Mr. Gamiel proceeded to discuss the status of the working group. He presented the "GIR WG Status" and "GIR WG Charter" slides.

Dr. Newby next presented several slides: "What is GridIR?," "What is GridIR, part 2," "Where are we now?," and "Old Business: Relationships to other WG/RGs."

Dr. Laforenza asked whether the group had any people from Google or Yahoo involved with GridIR?

Dr. Newby replied, mentioning first that he did not expect very much involvement from the search engine vendors. He stated that he had talked with someone from Google and that Google do not see the problem [ed.: that is, the problem(s) addressed by GridIR]. He continued that Google's view is, "monolithic systems are good." He said that Google do not see GridIR as "competition" but that this might change if the working group were to be successful.
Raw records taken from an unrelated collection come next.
//! Per-user session state.
//!
//! A [`Session`] owns one file registry, one context selector, one
//! conversation log, and the link to the remote services. Front-ends hold a
//! session (directly or behind a lock) and call into it for every user
//! action; nothing here is global.

use std::fmt;
use std::str::FromStr;
use std::sync::Arc;

use chrono::{DateTime, Utc};
use docchat_config::AppConfig;
use docchat_core::error::{Error, Result};
use docchat_core::file::{FileRegistry, UploadedFile};
use docchat_core::message::{ConversationLog, Message, transcript_filename};
use docchat_core::provider::{FileStore, GenerationService};
use docchat_core::selection::{ContextSelection, ContextSelector};
use serde::{Deserialize, Serialize};
use tracing::{info, warn};
use uuid::Uuid;

use crate::orchestrator::Orchestrator;

/// Opaque session identifier.
#[derive(Debug, Clone, Copy, PartialEq, Eq, Hash, Serialize, Deserialize)]
#[serde(transparent)]
pub struct SessionId(Uuid);

impl SessionId {
    pub fn new() -> Self {
        Self(Uuid::new_v4())
    }
}

impl Default for SessionId {
    fn default() -> Self {
        Self::new()
    }
}

impl fmt::Display for SessionId {
    fn fmt(&self, f: &mut fmt::Formatter<'_>) -> fmt::Result {
        self.0.fmt(f)
    }
}

impl FromStr for SessionId {
    type Err = uuid::Error;

    fn from_str(s: &str) -> std::result::Result<Self, Self::Err> {
        Uuid::parse_str(s).map(Self)
    }
}

/// Whether the remote client could be constructed for this session.
#[derive(Debug, Clone, PartialEq, Eq, Serialize)]
#[serde(tag = "state", rename_all = "snake_case")]
pub enum Connectivity {
    Connected,
    Disconnected { reason: String },
}

/// Remote services a session talks to. Fixed for the session's lifetime.
#[derive(Clone)]
enum Link {
    Connected {
        store: Arc<dyn FileStore>,
        orchestrator: Arc<Orchestrator>,
    },
    Disconnected {
        reason: String,
    },
}

/// Counters shown next to the conversation.
#[derive(Debug, Clone, Copy, PartialEq, Eq, Serialize)]
pub struct SessionStats {
    pub files: usize,
    pub selected: usize,
    pub messages: usize,
    pub total_bytes: u64,
}

/// A downloadable copy of the conversation.
#[derive(Debug, Clone, PartialEq, Eq)]
pub struct Transcript {
    pub filename: String,
    pub body: String,
}

pub struct Session {
    id: SessionId,
    registry: FileRegistry,
    selector: ContextSelector,
    log: ConversationLog,
    link: Link,
    retention_hours: u32,
    created_at: DateTime<Utc>,
}

impl Session {
    pub fn id(&self) -> SessionId {
        self.id
    }

    pub fn created_at(&self) -> DateTime<Utc> {
        self.created_at
    }

    /// How long the storage service keeps uploaded files.
    pub fn retention_hours(&self) -> u32 {
        self.retention_hours
    }

    pub fn connectivity(&self) -> Connectivity {
        match &self.link {
            Link::Connected { .. } => Connectivity::Connected,
            Link::Disconnected { reason } => Connectivity::Disconnected {
                reason: reason.clone(),
            },
        }
    }

    pub fn is_connected(&self) -> bool {
        matches!(self.link, Link::Connected { .. })
    }

    fn services(&self) -> Result<(Arc<dyn FileStore>, Arc<Orchestrator>)> {
        match &self.link {
            Link::Connected {
                store,
                orchestrator,
            } => Ok((store.clone(), orchestrator.clone())),
            Link::Disconnected { reason } => Err(Error::Disconnected {
                reason: reason.clone(),
            }),
        }
    }

    // --- Files ---

    /// Validate an upload before its body is read.
    pub fn check_upload(&self, filename: &str, size_bytes: u64) -> Result<()> {
        self.services()?;
        self.registry.check_admissible(filename, size_bytes)?;
        Ok(())
    }

    /// Send a document to the storage service and register it.
    pub async fn upload(
        &mut self,
        raw_bytes: Vec<u8>,
        filename: &str,
        size_bytes: u64,
    ) -> Result<UploadedFile> {
        let (store, _) = self.services()?;
        let file = self
            .registry
            .upload(store.as_ref(), raw_bytes, filename, size_bytes)
            .await?;
        info!(session = %self.id, file = %file.name, "File registered");
        Ok(file)
    }

    /// Remove one file locally. The remote copy expires on its own.
    pub fn remove_file(&mut self, name: &str) -> Result<UploadedFile> {
        self.services()?;
        Ok(self.registry.remove(name)?)
    }

    pub fn clear_files(&mut self) -> Result<usize> {
        self.services()?;
        self.selector.clear();
        Ok(self.registry.clear())
    }

    pub fn files(&self) -> &[UploadedFile] {
        self.registry.list()
    }

    // --- Selection ---

    /// Choose which files go with the next prompts. Unknown names are dropped.
    pub fn select<I, S>(&mut self, names: I) -> Result<ContextSelection>
    where
        I: IntoIterator<Item = S>,
        S: Into<String>,
    {
        self.services()?;
        Ok(self.selector.set_selection(names, &self.registry))
    }

    pub fn selection(&self) -> ContextSelection {
        self.selector.current(&self.registry)
    }

    pub fn is_selected(&self, name: &str) -> bool {
        self.selector.is_selected(name) && self.registry.contains(name)
    }

    // --- Conversation ---

    /// Ask about the selected files. Generation failures come back as the
    /// returned message, not as an error.
    pub async fn ask(&mut self, prompt: &str) -> Result<Message> {
        let (_, orchestrator) = self.services()?;
        let selection = self.selection();
        Ok(orchestrator.ask(prompt, &selection, &mut self.log).await)
    }

    pub fn messages(&self) -> &[Message] {
        self.log.messages()
    }

    /// Start over with an empty log. Files and selection are kept.
    pub fn new_conversation(&mut self) {
        info!(session = %self.id, "New conversation");
        self.log.clear();
    }

    pub fn clear_history(&mut self) {
        info!(session = %self.id, messages = self.log.len(), "Clearing chat history");
        self.log.clear();
    }

    pub fn export(&self) -> Transcript {
        self.export_at(Utc::now())
    }

    pub fn export_at(&self, at: DateTime<Utc>) -> Transcript {
        Transcript {
            filename: transcript_filename(at),
            body: self.log.export(),
        }
    }

    pub fn stats(&self) -> SessionStats {
        SessionStats {
            files: self.registry.len(),
            selected: self.selection().len(),
            messages: self.log.len(),
            total_bytes: self.registry.list().iter().map(|f| f.size_bytes).sum(),
        }
    }
}

/// Creates sessions that share one set of remote clients.
#[derive(Clone)]
pub struct SessionFactory {
    link: Link,
    max_file_bytes: u64,
    retention_hours: u32,
}

impl SessionFactory {
    pub fn connected(store: Arc<dyn FileStore>, orchestrator: Orchestrator) -> Self {
        Self {
            link: Link::Connected {
                store,
                orchestrator: Arc::new(orchestrator),
            },
            max_file_bytes: docchat_core::file::MAX_FILE_BYTES,
            retention_hours: 48,
        }
    }

    /// Every session from this factory reports `reason` and refuses to mutate.
    pub fn disconnected(reason: impl Into<String>) -> Self {
        Self {
            link: Link::Disconnected {
                reason: reason.into(),
            },
            max_file_bytes: docchat_core::file::MAX_FILE_BYTES,
            retention_hours: 48,
        }
    }

    /// Build the Gemini client from `config`, failing with
    /// [`Error::Connection`] when it cannot be constructed.
    pub fn connect(config: &AppConfig) -> Result<Self> {
        let provider =
            Arc::new(docchat_providers::build_from_config(config).map_err(Error::Connection)?);
        let generator: Arc<dyn GenerationService> = provider.clone();
        let orchestrator = Orchestrator::new(generator)
            .with_model(&config.model)
            .with_temperature(config.temperature)
            .with_max_output_tokens(config.max_output_tokens)
            .with_system_instruction(config.instructions.render());
        info!(model = %config.model, "Connected to Gemini");
        Ok(Self::connected(provider, orchestrator).with_limits(config))
    }

    /// Like [`SessionFactory::connect`], but a construction failure is not
    /// fatal: it yields a factory of disconnected sessions that report the
    /// connection error as their reason.
    pub fn from_config(config: &AppConfig) -> Self {
        Self::connect(config).unwrap_or_else(|e| {
            warn!(error = %e, "Gemini client unavailable; sessions will be disconnected");
            Self::disconnected(e.to_string()).with_limits(config)
        })
    }

    fn with_limits(self, config: &AppConfig) -> Self {
        self.with_max_file_bytes(config.uploads.max_file_bytes)
            .with_retention_hours(config.uploads.retention_hours)
    }

    pub fn with_max_file_bytes(mut self, max: u64) -> Self {
        self.max_file_bytes = max;
        self
    }

    pub fn with_retention_hours(mut self, hours: u32) -> Self {
        self.retention_hours = hours;
        self
    }

    pub fn is_connected(&self) -> bool {
        matches!(self.link, Link::Connected { .. })
    }

    pub fn new_session(&self) -> Session {
        let session = Session {
            id: SessionId::new(),
            registry: FileRegistry::new().with_max_file_bytes(self.max_file_bytes),
            selector: ContextSelector::new(),
            log: ConversationLog::new(),
            link: self.link.clone(),
            retention_hours: self.retention_hours,
            created_at: Utc::now(),
        };
        info!(session = %session.id, connected = session.is_connected(), "Session created");
        session
    }
}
He also said that GridIR is in a difficult situation because Google's system provides high quality results, while GridIR in the reference implementations would not return results quite so fast as Google.

Mr. Gamiel added to this by pointing out that GridIR has open source systems. He mentioned that CNIDR have the Isite and Isearch software, and that Etymon have the Amberfish software. He stated that the working group welcome other vendors as well. He said also that there had been initial communications with OCLC and that they had shown tremendous interest. He continued that OCLC have been around and involved for years with standards such as Z39.50, and that they seem to be interested in pushing GridIR. He said that the working group look forward to having them join us.

Dr. Fisher stated that monolithic systems do well with static documents. He added that in particular communities there are data sets not available to Google, etc., that GridIR might be able to help make available.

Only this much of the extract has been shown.